The Bush Administration may have won the shooting war against Iraq, but it has
been losing a more important war to save the U.S. standard of living.
In retrospect, the American strategy for these trade talks was oddly
contradictory, if not self-defeating. The United States is among the world's
most open markets. Most foreign producers can sell here at their pleasure,
while U.S. firms attempting to compete overseas often face impenetrable
barriers or preconditions. Yet in the trade round U.S. negotiators spent most
of their energy attacking the relatively open European Community for its farm
policies, and gave a virtual free ride to far more protectionist nations like
Japan, Korea, and Brazil. The goals of the farm lobby, representing about 10
percent of U.S. exports, tended to crowd out other U.S. negotiating goals, and
the impasse over agriculture subsidies ultimately swamped the entire round last
December.
To understand why the American strategy for the trade round was so badly out of
sync with U.S. interests, one needs to consider the logic of the global trading
system and the U.S. role in it. Since 1948 commerce among nations has been
governed under the auspices of the General Agreement on Tariffs and Trade. The
GATT is less an international organization than a standing diplomatic
conference. The joke has it that "GATT" stands for General Agreement to Talk
and Talk.
Two basic political features of the GATT stand out. First, the United States,
as the world's largest economy and as a devout believer in laissez-faire, is
the system's special patron. Other nations tend to be rather more opportunistic
about using the trading system to seek advantage for their own industries: U.S.
officials care more about the system as a whole, viewing it as a potent and
relentless engine of free markets, domestically and globally.
Second, GATT enthusiasts in the United States and elsewhere tend to believe
that the logic of liberal trade is cumulative; commerce must become
progressively freer of government intrusions, lest the whole system slide
backward into protectionism. A favorite, and misleading, GATT metaphor is that
"free trade is like a bicycle: you have to pedal ever faster or you tip
over."
The GATT became the world's sole trading regime in 1950 by default, when a
proposed, more powerful, International Trade Organization failed to win
ratification in the United States and elsewhere. Since then the GATT framework
has been useful mainly for negotiating reciprocal reductions in tariffs levied
by nations on manufactured goods. Entire areas of trade, such as banking,
insurance, farm products, and textiles, are not covered by the GATT. It largely
lacks jurisdiction over bilateral assaults on free trade, as when Mexico
requires that about half of the content of American auto "imports" be produced
locally, or when Japan locks out Korean Hyundais. The GATT also fails to
regulate a wide variety of de facto barriers to open commerce, such as
subsidies, quotas, cartels, and preferential financing schemes. Nor is the GATT
a true framework of common rules.

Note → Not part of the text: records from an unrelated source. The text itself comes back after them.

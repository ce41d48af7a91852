#![cfg(feature = "web")]
//! Web API integration tests.
//!
//! Tests cover:
//! - Ranked pages with pagination metadata
//! - Request validation (unknown indicator, segment, interval)
//! - Reconciled bars, instrument metadata and indicator details
//! - Error envelopes for missing data and store failures

mod common;

use axum::{
    body::Body,
    http::{Request, StatusCode},
    Router,
};
use extremescope::adapters::web::{build_router, AppState};
use extremescope::domain::catalog::CATALOG;
use extremescope::domain::record::IndicatorRecord;
use extremescope::domain::segment::MarketSegment;
use http_body_util::BodyExt;
use serde_json::Value;
use std::sync::Arc;
use tower::ServiceExt;

use common::*;

fn app(store: MockStore) -> Router {
    build_router(AppState {
        store: Arc::new(store),
        provider: None,
    })
}

fn seeded_store() -> MockStore {
    let values: Vec<f64> = (0..15).map(|i| 50.0 + i as f64).collect();
    let mut record = IndicatorRecord::new("INFY", MarketSegment::Nse);
    record.numeric.insert("rsi_14_value", 72.5);

    MockStore::new()
        .with_ranked_values("rsi_14_value", MarketSegment::Nse, &values)
        .with_bars("INFY", MarketSegment::Nse, generate_bars("2024-01-01", 50, 1500.0))
        .with_instrument("INFY", "Infosys Limited", "NSE")
        .with_record(record)
}

async fn get(app: Router, uri: &str) -> (StatusCode, Value) {
    let response = app
        .oneshot(Request::builder().uri(uri).body(Body::empty()).unwrap())
        .await
        .unwrap();
    let status = response.status();
    let body = response.into_body().collect().await.unwrap().to_bytes();
    let json = serde_json::from_slice(&body).expect("JSON body");
    (status, json)
}

#[tokio::test]
async fn indicator_page_reports_has_more() {
    let (status, body) = get(app(seeded_store()), "/indicator-page?indicator=rsi&segment=NSE").await;

    assert_eq!(status, StatusCode::OK);
    assert_eq!(body["success"], true);
    assert_eq!(body["meta"]["count"], 10);
    assert_eq!(body["meta"]["hasMore"], true);
    assert_eq!(body["data"][0]["rank"], 1);
    assert_eq!(body["data"][0]["value"], 64.0);
}

#[tokio::test]
async fn last_page_has_no_more() {
    let (status, body) = get(
        app(seeded_store()),
        "/indicator-page?indicator=rsi&segment=NSE&view=top&offset=10&limit=10",
    )
    .await;

    assert_eq!(status, StatusCode::OK);
    assert_eq!(body["meta"]["count"], 5);
    assert_eq!(body["meta"]["hasMore"], false);
    assert_eq!(body["data"][0]["rank"], 11);
}

#[tokio::test]
async fn unknown_indicator_is_bad_request() {
    let (status, body) = get(app(seeded_store()), "/indicator-page?indicator=momentum_x").await;
    assert_eq!(status, StatusCode::BAD_REQUEST);
    assert_eq!(body["success"], false);
    assert!(body["error"].as_str().unwrap().contains("momentum_x"));
}

#[tokio::test]
async fn missing_indicator_is_bad_request() {
    let (status, _) = get(app(seeded_store()), "/indicator-page?segment=NSE").await;
    assert_eq!(status, StatusCode::BAD_REQUEST);
}

#[tokio::test]
async fn unknown_segment_is_bad_request() {
    let (status, body) = get(app(seeded_store()), "/indicator-page?indicator=rsi&segment=LSE").await;
    assert_eq!(status, StatusCode::BAD_REQUEST);
    assert_eq!(body["success"], false);
}

#[tokio::test]
async fn intraday_interval_is_rejected() {
    let (status, body) = get(app(seeded_store()), "/chart/bars?instrument=INFY&interval=1h").await;
    assert_eq!(status, StatusCode::BAD_REQUEST);
    assert_eq!(body["error"], "only daily interval is supported");
}

#[tokio::test]
async fn chart_bars_serve_local_history() {
    let (status, body) = get(
        app(seeded_store()),
        "/chart/bars?instrument=INFY&segment=NSE&limit=20",
    )
    .await;

    assert_eq!(status, StatusCode::OK);
    assert_eq!(body["meta"]["count"], 20);
    assert_eq!(body["meta"]["source"], "database");
    let bars = body["data"].as_array().unwrap();
    assert_eq!(bars.len(), 20);
    assert_eq!(bars.last().unwrap()["close"], 1549.0);
}

#[tokio::test]
async fn unknown_instrument_is_not_found() {
    let (status, body) = get(app(seeded_store()), "/instrument?id=NOPE&segment=NSE").await;
    assert_eq!(status, StatusCode::NOT_FOUND);
    assert_eq!(body["success"], false);
}

#[tokio::test]
async fn instrument_metadata_is_camel_case() {
    let (status, body) = get(app(seeded_store()), "/instrument?id=INFY&segment=NSE").await;
    assert_eq!(status, StatusCode::OK);
    assert_eq!(body["data"]["displayName"], "Infosys Limited");
    assert_eq!(body["data"]["sector"], "Technology");
}

#[tokio::test]
async fn indicators_lists_catalog() {
    let (status, body) = get(app(MockStore::new()), "/indicators").await;
    assert_eq!(status, StatusCode::OK);
    assert_eq!(body["data"].as_array().unwrap().len(), CATALOG.len());
}

#[tokio::test]
async fn extreme_data_is_keyed_by_indicator() {
    let (status, body) = get(
        app(seeded_store()),
        "/extreme-data?segment=NSE&category=momentum&limit=3",
    )
    .await;

    assert_eq!(status, StatusCode::OK);
    assert_eq!(body["meta"]["category"], "momentum");
    let data = body["data"].as_object().unwrap();
    let mut keys: Vec<&str> = data.keys().map(String::as_str).collect();
    keys.sort_unstable();
    assert_eq!(keys, vec!["macd", "rsi", "vwap_deviation"]);
    assert_eq!(data["rsi"].as_array().unwrap().len(), 3);
    assert!(data["macd"].as_array().unwrap().is_empty());
}

#[tokio::test]
async fn extreme_data_rejects_unknown_category() {
    let (status, _) = get(app(seeded_store()), "/extreme-data?category=sentiment").await;
    assert_eq!(status, StatusCode::BAD_REQUEST);
}

#[tokio::test]
async fn indicator_details_for_recorded_instrument() {
    let (status, body) = get(app(seeded_store()), "/indicator-details?instrument=INFY").await;
    assert_eq!(status, StatusCode::OK);
    assert_eq!(body["meta"]["count"], 1);
    assert_eq!(body["data"][0]["column"], "rsi_14_value");
    assert_eq!(body["data"][0]["value"], 72.5);
}

#[tokio::test]
async fn indicator_details_for_unknown_instrument_is_not_found() {
    let (status, _) = get(app(seeded_store()), "/indicator-details?instrument=NOPE").await;
    assert_eq!(status, StatusCode::NOT_FOUND);
}

#[tokio::test]
async fn store_failure_is_server_error() {
    let (status, body) = get(
        app(MockStore::failing("connection reset")),
        "/indicator-page?indicator=rsi",
    )
    .await;
    assert_eq!(status, StatusCode::INTERNAL_SERVER_ERROR);
    assert_eq!(body["success"], false);
}

#[tokio::test]
async fn health_is_ok() {
    let (status, body) = get(app(MockStore::new()), "/health").await;
    assert_eq!(status, StatusCode::OK);
    assert_eq!(body["status"], "ok");
}

#[tokio::test]
async fn unknown_route_is_json_not_found() {
    let (status, body) = get(app(MockStore::new()), "/no/such/route").await;
    assert_eq!(status, StatusCode::NOT_FOUND);
    assert_eq!(body["success"], false);
}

For example, it does not cover such
commercial basics as the protection of intellectual-property rights--patents
and trademarks. And it lacks a judicial enforcement mechanism to carry out its
rulings, which means that national decisions about whether to comply with the
GATT are political--they are up to the nations involved.
As the economist Albert O. Hirschman observed nearly fifty years ago, trade
between nations, even when conducted by private firms, is necessarily a
political act, because the rules of commerce vary so widely from nation to
nation. Brazil and Argentina, for example, lack effective laws against
commercial piracy. The government of Korea routinely extends credit to large
export firms at very low interest rates, and sometimes even subsidizes the
principal as well. Japan does not allow foreign stock brokerages to operate in
Tokyo on a par with Japanese ones. Germany allows interlocking ownership
between large banks and corporations--which is prohibited in the United States.
Other important industries, such as civil aviation and petroleum, are regulated
or private cartels. In GATT jargon all of these are known as "non-tariff
barriers." Taken together, they are far more damaging and insidious than
tariffs, which are, as economists say, "transparent"--you know precisely what
you are up against.
Since there is no world government, and hence no common body of commercial law
across national frontiers, trade law must be understood as a mechanism to
permit commerce among economies that play by different rules. Far from trade's
being governed by an invisible hand, any movement toward freer commerce or
common rules or reciprocal results must be negotiated and constructed, piece by
piece.
Despite the GATT, with its high principles of multilateralism and
nondiscrimination, disputes that arise from this most imperfect meshing of
national commercial systems often must be settled bilaterally and politically.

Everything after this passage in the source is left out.